Vaccination cages to be used this year in badger cull.


It’s becoming clear that this years badger cull that aims to kill 9,841 badgers isn’t going to be easy for the cull companies. For them to hit their targets they need to work unhindered and very quickly, with a huge amount of cages. Based on the number of cages put down to kill each badger being 15 set (which is the lowest figure they’ve managed so far) and assuming they try to kill 6000 with traps, then they would need to set 90,000 traps.

With the cull operating for six weeks then they’d need to have 2,142 traps down on the ground every day. To have that number down you need to have some being transported and some in reserve, easily bringing the number up to close to 3,000 traps actually needed.

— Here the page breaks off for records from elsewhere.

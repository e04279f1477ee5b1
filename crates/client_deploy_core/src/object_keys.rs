use std::path::{Component, Path};

/// Content type used when the extension is unknown.
pub const DEFAULT_CONTENT_TYPE: &str = "binary/octet-stream";

/// Joins a tree-relative path under `prefix` as a `/`-separated object key.
/// Returns `None` for paths that are empty or climb out of the tree.
pub fn object_key(prefix: &str, relative_path: &Path) -> Option<String> {
    let mut segments: Vec<String> = prefix
        .split('/')
        .filter(|segment| !segment.is_empty())
        .map(str::to_string)
        .collect();
    let prefix_len = segments.len();

    for component in relative_path.components() {
        match component {
            Component::Normal(part) => segments.push(part.to_string_lossy().into_owned()),
            Component::CurDir => {}
            Component::ParentDir | Component::RootDir | Component::Prefix(_) => return None,
        }
    }

    if segments.len() == prefix_len {
        return None;
    }
    Some(segments.join("/"))
}

pub fn content_type_for(path: &Path) -> String {
    mime_guess::from_path(path)
        .first_raw()
        .unwrap_or(DEFAULT_CONTENT_TYPE)
        .to_string()
}
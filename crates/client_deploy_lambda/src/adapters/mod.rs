pub mod archive_source;
pub mod callback;
pub mod cdn;
pub mod identity;
pub mod object_store;
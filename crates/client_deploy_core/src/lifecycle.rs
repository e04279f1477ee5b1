use crate::contract::RequestType;

/// Side effect performed by one invocation, in execution order.
#[derive(Debug, Clone, Copy, PartialEq, Eq, Hash)]
pub enum LifecycleStep {
    CleanBucket,
    FetchAndExtract,
    InjectConfig,
    UploadAll,
    InvalidateAll,
}

impl LifecycleStep {
    pub fn as_str(self) -> &'static str {
        match self {
            Self::CleanBucket => "clean_bucket",
            Self::FetchAndExtract => "fetch_and_extract",
            Self::InjectConfig => "inject_config",
            Self::UploadAll => "upload_all",
            Self::InvalidateAll => "invalidate_all",
        }
    }

    pub fn phase(self) -> LifecyclePhase {
        match self {
            Self::CleanBucket => LifecyclePhase::Cleaning,
            Self::FetchAndExtract | Self::InjectConfig | Self::UploadAll | Self::InvalidateAll => {
                LifecyclePhase::Deploying
            }
        }
    }
}

#[derive(Debug, Clone, Copy, PartialEq, Eq, Hash)]
pub enum LifecyclePhase {
    Validating,
    Cleaning,
    Deploying,
    Reporting,
}

const DEPLOY_STEPS: [LifecycleStep; 4] = [
    LifecycleStep::FetchAndExtract,
    LifecycleStep::InjectConfig,
    LifecycleStep::UploadAll,
    LifecycleStep::InvalidateAll,
];

impl RequestType {
    pub fn cleans_bucket(self) -> bool {
        matches!(self, Self::Update | Self::Delete)
    }

    pub fn deploys(self) -> bool {
        matches!(self, Self::Update | Self::Create)
    }
}

/// Ordered side effects for a request type. The bucket is always emptied
/// before a redeploy so files dropped from the archive do not survive.
pub fn step_plan(request_type: RequestType) -> Vec<LifecycleStep> {
    let mut steps = Vec::with_capacity(1 + DEPLOY_STEPS.len());
    if request_type.cleans_bucket() {
        steps.push(LifecycleStep::CleanBucket);
    }
    if request_type.deploys() {
        steps.extend(DEPLOY_STEPS);
    }
    steps
}

/// Phases visited on the success path; a failure jumps straight to `Reporting`.
pub fn phase_sequence(request_type: RequestType) -> Vec<LifecyclePhase> {
    let mut phases = vec![LifecyclePhase::Validating];
    for step in step_plan(request_type) {
        let phase = step.phase();
        if phases.last() != Some(&phase) {
            phases.push(phase);
        }
    }
    phases.push(LifecyclePhase::Reporting);
    phases
}
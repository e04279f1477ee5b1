use std::fs;
use std::path::{Path, PathBuf};

use tracing::info;

use crate::adapters::identity::IdentityLookup;
use crate::error::DeployError;
use crate::runtime::client_config::{
    credential_digest, ClientConfigDocument, CLIENT_CONFIG_FILE_NAME,
};
use crate::runtime::settings::DeploymentConfig;

/// Writes the client configuration document at the root of `contents_dir`.
/// The credential digest is derived from a fresh secret lookup every time.
pub fn inject(
    identity: &dyn IdentityLookup,
    contents_dir: &Path,
    config: &DeploymentConfig,
) -> Result<PathBuf, DeployError> {
    let client_secret = identity
        .client_secret(&config.user_pool_id, &config.application_id)
        .map_err(|error| DeployError::Config(format!("failed to describe app client: {error}")))?
        .ok_or_else(|| {
            DeployError::Config(format!(
                "app client {} in user pool {} has no client secret",
                config.application_id, config.user_pool_id
            ))
        })?;

    let document = ClientConfigDocument::new(
        config,
        credential_digest(&config.application_id, &client_secret),
    );
    let body = serde_json::to_vec(&document)
        .map_err(|error| DeployError::Config(format!("failed to encode client config: {error}")))?;

    let target = contents_dir.join(CLIENT_CONFIG_FILE_NAME);
    fs::write(&target, body).map_err(|error| {
        DeployError::Config(format!("failed to write {}: {error}", target.display()))
    })?;

    info!(
        component = "config_injector",
        event = "client_config_written",
        path = %target.display(),
    );
    Ok(target)
}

So do they have 3,000 traps? well Defra revealed last year that even though the badger cull killing is supposed to be paid for by farmers, they had lent the cull companies an unknown amount saying:
“We did not keep a record of which of the recently purchased cage traps were loaned for use in the culls.”

So perhaps it should come as no surprise that this July, Defra requested that all cages given to groups vaccinating badgers were returned to them. No doubt those cages are now on the ground and set to kill.

Even with thousands of¬†traps put out, the low ratio that is needed to kill badgers can easily be ramped up by activists. Every trap that is taken out this week not only lowers the overall number killed, but makes it harder for that particular sett to be targeted. In Somerset and Glos we have seen ratio’s as high as 49 traps needed to be set to kill one badger. If that was replicated it would require 294,000 traps to be set, a staggering 7,000 traps laid out across the zones each day.

Stopping the cullers from reaching their targets this year is feasible, it requires maximum numbers of people checking setts and runs for traps in the first couple of weeks.